- WORK TASK -
The required result is every line of the records that includes "each".

┄┄┄┄┄┄┄┄┄┄

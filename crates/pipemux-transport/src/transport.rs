use std::fmt;

use tokio::io::{AsyncRead, AsyncWrite};

/// Boxed read half of a transport.
pub type BoxedReader = Box<dyn AsyncRead + Send + Unpin>;

/// Boxed write half of a transport.
pub type BoxedWriter = Box<dyn AsyncWrite + Send + Unpin>;

/// A connected pair of directional byte streams.
///
/// Bytes written to `writer` arrive at the peer's reader and vice versa. The
/// two halves may be backed by distinct OS objects (two Unix sockets, two
/// named pipes) or by one duplex stream split in two.
pub struct IpcTransport {
    reader: BoxedReader,
    writer: BoxedWriter,
    kind: &'static str,
}

impl IpcTransport {
    /// Wrap an already connected reader/writer pair.
    pub fn new<R, W>(reader: R, writer: W, kind: &'static str) -> Self
    where
        R: AsyncRead + Send + Unpin + 'static,
        W: AsyncWrite + Send + Unpin + 'static,
    {
        Self {
            reader: Box::new(reader),
            writer: Box::new(writer),
            kind,
        }
    }

    /// Create two in-memory transports wired to each other.
    ///
    /// `capacity` bounds the bytes buffered in each direction before the
    /// writer waits for the reader.
    pub fn memory_pair(capacity: usize) -> (Self, Self) {
        let (left, right) = tokio::io::duplex(capacity);
        let (left_read, left_write) = tokio::io::split(left);
        let (right_read, right_write) = tokio::io::split(right);
        (
            Self::new(left_read, left_write, "memory"),
            Self::new(right_read, right_write, "memory"),
        )
    }

    /// Transport name for diagnostics.
    pub fn kind(&self) -> &'static str {
        self.kind
    }

    /// Split into the owned read and write halves.
    pub fn into_split(self) -> (BoxedReader, BoxedWriter) {
        (self.reader, self.writer)
    }
}

impl fmt::Debug for IpcTransport {
    fn fmt(&self, f: &mut fmt::Formatter<'_>) -> fmt::Result {
        f.debug_struct("IpcTransport")
            .field("kind", &self.kind)
            .finish_non_exhaustive()
    }
}

#[cfg(test)]
mod tests {
    use tokio::io::{AsyncReadExt, AsyncWriteExt};

    use super::*;

    #[tokio::test]
    async fn memory_pair_carries_bytes_both_ways() {
        let (left, right) = IpcTransport::memory_pair(64);
        assert_eq!(left.kind(), "memory");

        let (mut left_read, mut left_write) = left.into_split();
        let (mut right_read, mut right_write) = right.into_split();

        left_write.write_all(b"ping").await.unwrap();
        let mut buf = [0u8; 4];
        right_read.read_exact(&mut buf).await.unwrap();
        assert_eq!(&buf, b"ping");

        right_write.write_all(b"pong").await.unwrap();
        left_read.read_exact(&mut buf).await.unwrap();
        assert_eq!(&buf, b"pong");
    }

    #[tokio::test]
    async fn shutdown_of_writer_is_eof_for_peer() {
        let (left, right) = IpcTransport::memory_pair(64);
        let (_left_read, mut left_write) = left.into_split();
        let (mut right_read, _right_write) = right.into_split();

        left_write.shutdown().await.unwrap();
        let mut buf = [0u8; 1];
        let read = right_read.read(&mut buf).await.unwrap();
        assert_eq!(read, 0);
    }
}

┄┄┄┄┄┄┄┄┄┄

- ANSWER SPACE -
    /// Create two in-memory transports wired to each other.
    /// `capacity` bounds the bytes buffered in each direction before the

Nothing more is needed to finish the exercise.